Inside a Kramatorsk hospital saving the lives of Ukraine’s war wounded


As the young soldier lies motionless in the machine, a group of doctors huddle over a computer in an adjoining room.

The images from the CT scanner show shrapnel lodged deep in the left-hand side of the man’s brain. “He needs urgent surgery,” 37-year-old neurosurgeon Oleg Serkiz says.

As one patient is prepared for the operating table, paramedics in military fatigues deliver another soldier on a stretcher, and then another – a constant stream of Ukraine’s fittest bodies now torn by metal and punctured by bullets.
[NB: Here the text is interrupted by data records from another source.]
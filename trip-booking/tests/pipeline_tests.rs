mod common;

use common::{FLIGHT_AND_HOTEL, FLIGHT_ONLY, capture, respond, travel_model};
use serde_json::json;
use std::sync::Arc;
use trip_booking::{
    FLIGHT_AGENT, HOTEL_AGENT, InstructionProfile, PipelineBuilder, PipelineConfig, SUMMARY_AGENT,
    SUPERVISOR_AGENT, book_flight_tool,
};
use trip_core::{AgentOutcome, LlmResponse, TripError};
use trip_eval::TraceAsserter;
use trip_model::MockLlm;
use trip_session::InMemorySessionService;
use trip_telemetry::TraceCollector;
use trip_tool::MockTool;

fn config() -> PipelineConfig {
    PipelineConfig::default()
}

#[tokio::test]
async fn test_flight_and_hotel_request_books_both_in_order() {
    let collector = TraceCollector::new();
    let _guard = tracing::subscriber::set_default(capture(&collector));

    let pipeline = PipelineBuilder::new(config()).model(travel_model()).build().unwrap();
    let run = pipeline.run(FLIGHT_AND_HOTEL).await.unwrap();

    assert_eq!(
        run.stages.iter().map(|s| s.agent.as_str()).collect::<Vec<_>>(),
        vec![FLIGHT_AGENT, HOTEL_AGENT, SUMMARY_AGENT]
    );
    assert!(run.output.contains("San Francisco to Mumbai"));
    assert!(run.output.contains("Marriot Intercontinental in Central Mumbai for 4 nights"));

    let calls = run.tool_calls();
    assert_eq!(calls.len(), 2);
    assert_eq!(calls[0].name, "book_flight");
    assert_eq!(calls[1].args["duration"], json!(4));
    assert_eq!(
        calls[1].response["message"],
        json!("Successfully booked a stay at Marriot Intercontinental in Central Mumbai for 4 nights starting 27th April 2026.")
    );

    let trace = TraceAsserter::from_collector(&collector);
    assert_eq!(
        trace.agent_order(),
        vec![SUPERVISOR_AGENT, FLIGHT_AGENT, HOTEL_AGENT, SUMMARY_AGENT]
    );
    let flight_tool = trace.called_tool("book_flight", FLIGHT_AGENT).count_is(1).first().clone();
    let hotel_tool = trace.called_tool("book_hotel", HOTEL_AGENT).count_is(1).first().clone();
    let flight = trace.called_agent(FLIGHT_AGENT).first().clone();
    let hotel = trace.called_agent(HOTEL_AGENT).first().clone();
    let summary = trace.called_agent(SUMMARY_AGENT).first().clone();
    assert_eq!(flight_tool.parent, Some(flight.seq));
    assert_eq!(hotel_tool.parent, Some(hotel.seq));
    assert!(flight_tool.seq < summary.seq && hotel_tool.seq < summary.seq);

    let turn = trace.turn().count_is(1).first().clone();
    assert_eq!(turn.input, FLIGHT_AND_HOTEL);
    assert_eq!(turn.output, run.output);
    assert_eq!(collector.tree(turn.seq).len(), 7);
}

#[tokio::test]
async fn test_flight_only_request_never_books_a_hotel() {
    let collector = TraceCollector::new();
    let _guard = tracing::subscriber::set_default(capture(&collector));

    let pipeline = PipelineBuilder::new(config()).model(travel_model()).build().unwrap();
    let run = pipeline.run(FLIGHT_ONLY).await.unwrap();

    assert!(matches!(run.outcome(FLIGHT_AGENT), Some(AgentOutcome::Acted { .. })));
    assert!(run.outcome(HOTEL_AGENT).is_some_and(AgentOutcome::is_abstained));
    assert_eq!(
        run.output,
        "Trip summary: Flight booked from San Francisco to Mumbai on 26th March 2026."
    );

    let trace = TraceAsserter::from_collector(&collector);
    trace.did_not_call_tool("book_hotel");
    trace
        .called_tool("book_flight", FLIGHT_AGENT)
        .contains_input("San Francisco")
        .contains_input("26th March 2026")
        .contains_output("success")
        .has_no_error();
    trace.called_agent(HOTEL_AGENT).contains_input(FLIGHT_ONLY).has_no_error();
}

#[tokio::test]
async fn test_hotel_agent_sees_only_the_original_request() {
    let model = travel_model();
    let pipeline = PipelineBuilder::new(config()).model(model.clone()).build().unwrap();
    pipeline.run(FLIGHT_AND_HOTEL).await.unwrap();

    let requests = model.requests();
    let hotel_requests: Vec<_> =
        requests.iter().filter(|r| r.tools.contains_key("book_hotel")).collect();
    assert_eq!(hotel_requests.len(), 2);
    let first = hotel_requests[0];
    assert_eq!(first.contents.len(), 1);
    assert_eq!(first.user_text(), FLIGHT_AND_HOTEL);
    assert!(!first.tools.contains_key("book_flight"));
    assert!(first.answered_tools().is_empty());
    let instruction = first.system_instruction.as_deref().unwrap();
    assert!(instruction.contains("You only handle hotel booking."));
}

#[tokio::test]
async fn test_summary_reads_both_slots() {
    let model = travel_model();
    let pipeline = PipelineBuilder::new(config()).model(model.clone()).build().unwrap();
    pipeline.run(FLIGHT_ONLY).await.unwrap();

    let requests = model.requests();
    let summary = requests.iter().find(|r| r.tools.is_empty()).unwrap();
    let text = summary.user_text();
    assert!(text.starts_with(
        "flight_booking: Your flight is confirmed. Flight booked from San Francisco to Mumbai on 26th March 2026."
    ));
    assert!(text.ends_with("hotel_booking: (no action taken)"));
    assert!(summary.system_instruction.as_deref().unwrap().contains("single sentence"));
}

#[tokio::test]
async fn test_output_budget_reaches_every_model_call() {
    let model = travel_model();
    let lenient = PipelineConfig::default().with_profile(InstructionProfile::Lenient);
    let pipeline = PipelineBuilder::new(lenient).model(model.clone()).build().unwrap();
    pipeline.run(FLIGHT_ONLY).await.unwrap();

    let requests = model.requests();
    assert!(!requests.is_empty());
    for request in &requests {
        assert_eq!(request.config.as_ref().and_then(|c| c.max_output_tokens), Some(100));
    }
}

#[tokio::test]
async fn test_summary_abstaining_gives_empty_output() {
    let pipeline = PipelineBuilder::new(config()).model(travel_model()).build().unwrap();
    let run = pipeline.run("What is the weather in Mumbai?").await.unwrap();

    assert_eq!(run.output, "");
    assert!(run.stages.iter().all(|s| s.outcome.is_abstained()));
    assert!(run.tool_calls().is_empty());
}

#[tokio::test]
async fn test_empty_request_is_rejected() {
    let model = travel_model();
    let pipeline = PipelineBuilder::new(config()).model(model.clone()).build().unwrap();

    let err = pipeline.run("   \n").await.unwrap_err();
    assert!(matches!(err, TripError::InvalidInput(_)));
    assert_eq!(model.call_count(), 0);
}

#[tokio::test]
async fn test_model_failure_names_the_stage() {
    let collector = TraceCollector::new();
    let _guard = tracing::subscriber::set_default(capture(&collector));

    let model = Arc::new(MockLlm::from_fn("flaky", |req| {
        if req.tools.contains_key("book_hotel") {
            Err(TripError::Model("quota exceeded".to_string()))
        } else {
            respond(req)
        }
    }));
    let sessions = Arc::new(InMemorySessionService::new());
    let pipeline = PipelineBuilder::new(config())
        .model(model.clone())
        .session_service(sessions.clone())
        .build()
        .unwrap();

    let err = pipeline.run(FLIGHT_AND_HOTEL).await.unwrap_err();
    assert_eq!(err.stage(), Some(HOTEL_AGENT));
    assert!(err.to_string().contains("quota exceeded"));
    let message = "Model error: quota exceeded".to_string();
    assert_eq!(AgentOutcome::from_error(&err), AgentOutcome::Errored { message });
    assert!(sessions.is_empty());
    assert!(model.requests().iter().all(|r| !r.tools.is_empty()), "summary must not run");

    let trace = TraceAsserter::from_collector(&collector);
    trace.turn().has_error();
    trace.called_agent(HOTEL_AGENT).has_error();
    trace.called_agent(FLIGHT_AGENT).has_no_error();
    assert!(trace.spans().iter().all(|s| s.agent_name() != Some(SUMMARY_AGENT)));
}

#[tokio::test]
async fn test_sessions_are_ephemeral() {
    let sessions = Arc::new(InMemorySessionService::new());
    let pipeline = PipelineBuilder::new(config())
        .model(travel_model())
        .session_service(sessions.clone())
        .build()
        .unwrap();

    let first = pipeline.run(FLIGHT_ONLY).await.unwrap();
    let second = pipeline.run(FLIGHT_ONLY).await.unwrap();
    assert_ne!(first.session_id, second.session_id);
    assert_eq!(first.output, second.output);
    assert!(sessions.is_empty());
}

#[tokio::test]
async fn test_mocked_tool_renders_arguments() {
    let pipeline = PipelineBuilder::new(config())
        .model(travel_model())
        .mock_tool(
            "book_flight",
            json!({
                "status": "success",
                "message": "Mock flight {{from_airport}} -> {{to_airport}}."
            }),
        )
        .unwrap()
        .build()
        .unwrap();

    let run = pipeline.run(FLIGHT_ONLY).await.unwrap();
    let message = &run.tool_calls()[0].response["message"];
    assert_eq!(message, &json!("Mock flight San Francisco -> Mumbai."));
    assert_eq!(run.output, "Trip summary: Mock flight San Francisco -> Mumbai.");
}

#[tokio::test]
async fn test_override_tool_keeps_declaration() {
    let real = book_flight_tool();
    let mock =
        Arc::new(MockTool::replacing(real.as_ref(), json!({"status": "success", "message": "ok"})));
    let model = travel_model();
    let pipeline = PipelineBuilder::new(config())
        .model(model.clone())
        .override_tool(mock.clone())
        .build()
        .unwrap();

    pipeline.run(FLIGHT_ONLY).await.unwrap();
    assert_eq!(mock.calls().len(), 1);
    let requests = model.requests();
    assert_eq!(requests[0].tools["book_flight"], real.declaration());
}

#[test]
fn test_builder_errors() {
    let err = PipelineBuilder::new(config())
        .model(travel_model())
        .mock_tool("book_train", json!({}))
        .err()
        .unwrap();
    assert!(matches!(err, TripError::Config(_)));

    let stray = Arc::new(MockTool::new("book_car", "Books a car", json!("ok")));
    let err = PipelineBuilder::new(config())
        .model(travel_model())
        .override_tool(stray)
        .build()
        .err()
        .unwrap();
    assert!(err.to_string().contains("book_car"));

    let err = PipelineBuilder::new(config()).build().err().unwrap();
    assert!(err.to_string().contains("GOOGLE_API_KEY"));

    let pipeline = PipelineBuilder::new(config().with_api_key("test-key")).build().unwrap();
    assert_eq!(pipeline.root_agent().name(), SUPERVISOR_AGENT);
    assert_eq!(pipeline.root_agent().sub_agents().len(), 3);
}

#[tokio::test]
async fn test_scripted_confirmation_is_passed_through() {
    let model = Arc::new(
        MockLlm::new("scripted")
            .with_response(LlmResponse::function_call(
                "book_flight",
                json!({"from_airport": "San Francisco", "to_airport": "Mumbai"}),
            ))
            .with_response(LlmResponse::text("Flight from San Francisco to Mumbai is booked."))
            .with_response(LlmResponse::text(""))
            .with_response(LlmResponse::text("You fly from San Francisco to Mumbai.")),
    );
    let pipeline = PipelineBuilder::new(config()).model(model).build().unwrap();
    let run = pipeline.run(FLIGHT_ONLY).await.unwrap();

    assert_eq!(
        run.outcome(FLIGHT_AGENT).unwrap().text(),
        "Flight from San Francisco to Mumbai is booked."
    );
    assert_eq!(
        run.tool_calls()[0].response,
        json!({"status": "success", "message": "Flight booked from San Francisco to Mumbai."})
    );
    assert_eq!(run.output, "You fly from San Francisco to Mumbai.");
}

#[tokio::test]
async fn test_hotel_call_from_flight_agent_leaves_no_trace() {
    let collector = TraceCollector::new();
    let _guard = tracing::subscriber::set_default(capture(&collector));

    let model = Arc::new(
        MockLlm::new("scripted")
            .with_response(LlmResponse::function_call(
                "book_hotel",
                json!({"hotel_name": "Marriot Intercontinental", "city": "Juhu"}),
            ))
            .with_response(LlmResponse::text(""))
            .with_response(LlmResponse::text(""))
            .with_response(LlmResponse::text("")),
    );
    let pipeline = PipelineBuilder::new(config()).model(model).build().unwrap();
    let run = pipeline.run(FLIGHT_ONLY).await.unwrap();

    assert!(run.tool_calls().is_empty());
    assert!(run.outcome(FLIGHT_AGENT).is_some_and(AgentOutcome::is_abstained));
    let trace = TraceAsserter::from_collector(&collector);
    trace.did_not_call_tool("book_hotel").did_not_call_tool("book_flight");
}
These men were rushed from the frontline to a specialist trauma hospital in the city of Kramatorsk on Wednesday afternoon after being wounded in the bloody battle for the eastern town of Bakhmut. Only hours earlier, they were the adrenaline-pumped vanguard of the Ukrainian army’s attempt to take on the Russian troops – among them mercenaries that hold much of the area. Now they wait, cold and pale, for their turn on the operating table.

Chief surgeon Dr. Vitaly Malanchuk is often the first to assess the men’s injuries.

“We’re dealing with shrapnel wounds and gunshot wounds,” he says. “People can have severed limbs, with large facial defects… Plus there’s polytrauma, where different organs are involved.”

The surgical team has treated around 100 patients a day over the past few weeks, and operated on around half of them. It’s intense work, performed under the threat of missile attacks from Russian-held territory just 30 kilometres away. The pace of arrivals mean there’s no time to shelter when air raid warnings sound here. Tape on the windows appears the only attempt to mitigate damage from any blast.

Crucial to the surgeons’ work is a single CT scanner that shows surgeons the damage to a patient’s brain and spinal cord. It would usually run 15 or 20 scans per day. Now, it processes 70 or 80. There is a “screaming need” for a replacement, Dr. Malanchuk says. They have located a used scanner for sale in the west of Ukraine that costs about 120,000 US dollars. The hospital’s administrators here have raised about $60,000 but are appealing for help with the rest.